Task instructions – From the line holding "if self.total_started >" to the final line of the entries, set down each line exactly, including both, and nothing more.

== Supplied data ==

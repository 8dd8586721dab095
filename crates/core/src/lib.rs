//! Core types for tupledb
//!
//! This crate defines the foundational pieces every other layer builds on:
//! - Value: closed tagged union over the six storable kinds
//! - Tuple / TxId / KeyValuePair / WriteOps: the data model
//! - Comparator: total, type-aware ordering of values and tuples
//! - Codec: order-preserving string encoding of values and tuples
//! - Bounds: range descriptions and the shared `contains` predicate
//! - Sorted: binary-search primitives over sorted vectors
//! - Error: error type hierarchy

#![warn(missing_docs)]
#![warn(clippy::all)]

pub mod bounds;
pub mod codec;
pub mod compare;
pub mod error;
pub mod sorted;
pub mod types;
pub mod value;

pub use bounds::{Bounds, Endpoint, NormalizedBounds, Sentinel};
pub use codec::{
    decode_tuple, decode_value, encode_endpoint, encode_tuple, encode_value, EncodingOptions,
};
pub use compare::{compare_tuple, compare_value};
pub use error::{Error, Result};
pub use sorted::SearchResult;
pub use types::{prepend, strip_prefix, KeyValuePair, Tuple, TxId, WriteOps};
pub use value::{TypeRank, Value};
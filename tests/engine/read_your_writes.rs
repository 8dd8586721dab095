//! Read-Your-Writes Tests
//!
//! Transaction scans merge buffered writes over storage rows and honor
//! bounds, limit and reverse exactly as a storage scan would.

use crate::common::*;
use tupledb::prelude::*;
use tupledb::Error;

fn seeded() -> TupleDatabaseClient {
    client_with(&[
        (&["a"], Value::from(1)),
        (&["b"], Value::from(2)),
        (&["c"], Value::from(3)),
        (&["d"], Value::from(4)),
    ])
}

#[test]
fn buffered_set_overrides_storage_value() {
    let client = seeded();
    let mut tx = client.transact();
    tx.set(tuple(&["b"]), Value::from(20)).unwrap();

    let rows = tx.scan(Bounds::new()).unwrap();
    assert_eq!(keys(&rows), vec![tuple(&["a"]), tuple(&["b"]), tuple(&["c"]), tuple(&["d"])]);
    assert_eq!(rows[1].value, Value::from(20));
    assert_eq!(client.get(tuple(&["b"])).unwrap(), Some(Value::from(2)));
}

#[test]
fn buffered_remove_hides_storage_row() {
    let client = seeded();
    let mut tx = client.transact();
    tx.remove(tuple(&["a"])).unwrap();
    tx.set(tuple(&["bb"]), Value::from(5)).unwrap();

    let rows = tx.scan(Bounds::new()).unwrap();
    assert_eq!(
        keys(&rows),
        vec![tuple(&["b"]), tuple(&["bb"]), tuple(&["c"]), tuple(&["d"])]
    );
}

#[test]
fn limit_counts_rows_after_removes() {
    let client = seeded();
    let mut tx = client.transact();
    tx.remove(tuple(&["a"])).unwrap();
    tx.remove(tuple(&["b"])).unwrap();

    let rows = tx.scan(Bounds::new().limit(2)).unwrap();
    assert_eq!(keys(&rows), vec![tuple(&["c"]), tuple(&["d"])]);
}

#[test]
fn reverse_limit_merges_tail() {
    let client = seeded();
    let mut tx = client.transact();
    tx.set(tuple(&["e"]), Value::from(5)).unwrap();
    tx.remove(tuple(&["d"])).unwrap();

    let rows = tx.scan(Bounds::new().reverse().limit(2)).unwrap();
    assert_eq!(keys(&rows), vec![tuple(&["e"]), tuple(&["c"])]);
}

#[test]
fn set_then_remove_then_set_keeps_last() {
    let client = seeded();
    let mut tx = client.transact();
    tx.set(tuple(&["x"]), Value::from(1)).unwrap();
    tx.remove(tuple(&["x"])).unwrap();
    assert_eq!(tx.get(tuple(&["x"])).unwrap(), None);
    tx.set(tuple(&["x"]), Value::from(2)).unwrap();
    assert_eq!(tx.get(tuple(&["x"])).unwrap(), Some(Value::from(2)));

    let ops = tx.write_ops();
    assert_eq!(ops.set.len(), 1);
    assert!(ops.remove.is_empty());
    assert_eq!(tx.pending_operations(), 1);
}

#[test]
fn remove_of_missing_key_commits_cleanly() {
    let client = seeded();
    let mut tx = client.transact();
    tx.remove(tuple(&["nope"])).unwrap();
    tx.commit().unwrap();
    assert_eq!(client.scan(Bounds::new()).unwrap().len(), 4);
}

#[test]
fn get_ignores_descendants() {
    let client = seeded();
    let mut tx = client.transact();
    tx.set(tuple(&["a", "child"]), Value::from(10)).unwrap();

    assert_eq!(tx.get(tuple(&["a"])).unwrap(), Some(Value::from(1)));
    assert_eq!(tx.scan(Bounds::prefix(tuple(&["a"]))).unwrap().len(), 2);
}

#[test]
fn inverted_bounds_are_rejected_in_transactions() {
    let client = seeded();
    let mut tx = client.transact();
    let err = tx
        .scan(Bounds::new().gt(tuple(&["d"])).lt(tuple(&["a"])))
        .unwrap_err();
    assert!(matches!(err, Error::InvalidBounds { .. }));
    assert!(tx.is_open());
}
//! Transaction coordinator for lifecycle accounting
//!
//! The TransactionCoordinator hands out transaction ids and keeps metrics:
//! - Active transaction tracking
//! - Transaction metrics (started, committed, conflicted, cancelled)
//! - Commit rate calculation

use std::sync::atomic::{AtomicU64, Ordering};

use tracing::debug;
use tupledb_core::TxId;

/// Transaction coordinator for the database
///
/// # Memory Ordering
///
/// The counters are purely observational and do not synchronize any other
/// memory, so they use Relaxed ordering.
#[derive(Debug, Default)]
pub struct TransactionCoordinator {
    active_count: AtomicU64,
    total_started: AtomicU64,
    total_committed: AtomicU64,
    total_conflicted: AtomicU64,
    total_cancelled: AtomicU64,
}

impl TransactionCoordinator {
    /// Create a coordinator with zeroed metrics
    pub fn new() -> Self {
        Self::default()
    }

    /// Allocate an id for a new transaction and count it as started
    pub fn start_transaction(&self) -> TxId {
        let tx_id = TxId::new();
        self.record_start();
        debug!(target: "tupledb::txn", %tx_id, "Transaction started");
        tx_id
    }

    /// Record transaction start
    ///
    /// Used when the caller supplies its own transaction id.
    pub fn record_start(&self) {
        self.active_count.fetch_add(1, Ordering::Relaxed);
        self.total_started.fetch_add(1, Ordering::Relaxed);
    }

    /// Record a successful commit
    pub fn record_commit(&self) {
        self.finish();
        self.total_committed.fetch_add(1, Ordering::Relaxed);
    }

    /// Record a commit rejected by a read-write conflict
    pub fn record_conflict(&self) {
        self.finish();
        self.total_conflicted.fetch_add(1, Ordering::Relaxed);
    }

    /// Record a cancelled transaction
    pub fn record_cancel(&self) {
        self.finish();
        self.total_cancelled.fetch_add(1, Ordering::Relaxed);
    }

    fn finish(&self) {
        // Saturating decrement: cancel may be called for ids the coordinator never saw
        let _ = self
            .active_count
            .fetch_update(Ordering::Relaxed, Ordering::Relaxed, |x| {
                Some(x.saturating_sub(1))
            });
    }

    /// Snapshot of the current metrics
    pub fn metrics(&self) -> TransactionMetrics {
        let started = self.total_started.load(Ordering::Relaxed);
        let committed = self.total_committed.load(Ordering::Relaxed);

        TransactionMetrics {
            active_count: self.active_count.load(Ordering::Relaxed),
            total_started: started,
            total_committed: committed,
            total_conflicted: self.total_conflicted.load(Ordering::Relaxed),
            total_cancelled: self.total_cancelled.load(Ordering::Relaxed),
            commit_rate: if started > 0 {
                committed as f64 / started as f64
            } else {
                0.0
            },
        }
    }
}

/// Point-in-time transaction metrics
#[derive(Debug, Clone, PartialEq)]
pub struct TransactionMetrics {
    /// Number of currently open transactions
    pub active_count: u64,
    /// Total number of transactions started
    pub total_started: u64,
    /// Total number of transactions committed
    pub total_committed: u64,
    /// Total number of commits rejected by a conflict
    pub total_conflicted: u64,
    /// Total number of transactions cancelled
    pub total_cancelled: u64,
    /// Commit success rate (committed / started)
    pub commit_rate: f64,
}

impl TransactionMetrics {
    /// Total transactions that finished (committed + conflicted + cancelled)
    pub fn total_completed(&self) -> u64 {
        self.total_committed + self.total_conflicted + self.total_cancelled
    }

    /// Conflict rate (conflicted / started)
    pub fn conflict_rate(&self) -> f64 {
        if self.total_started > 0 {
            self.total_conflicted as f64 / self.total_started as f64
        } else {
            0.0
        }
    }
}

===

Your solution –
        if self.total_started > 0 {
            self.total_conflicted as f64 / self.total_started as f64
        } else {
            0.0
        }
    }
}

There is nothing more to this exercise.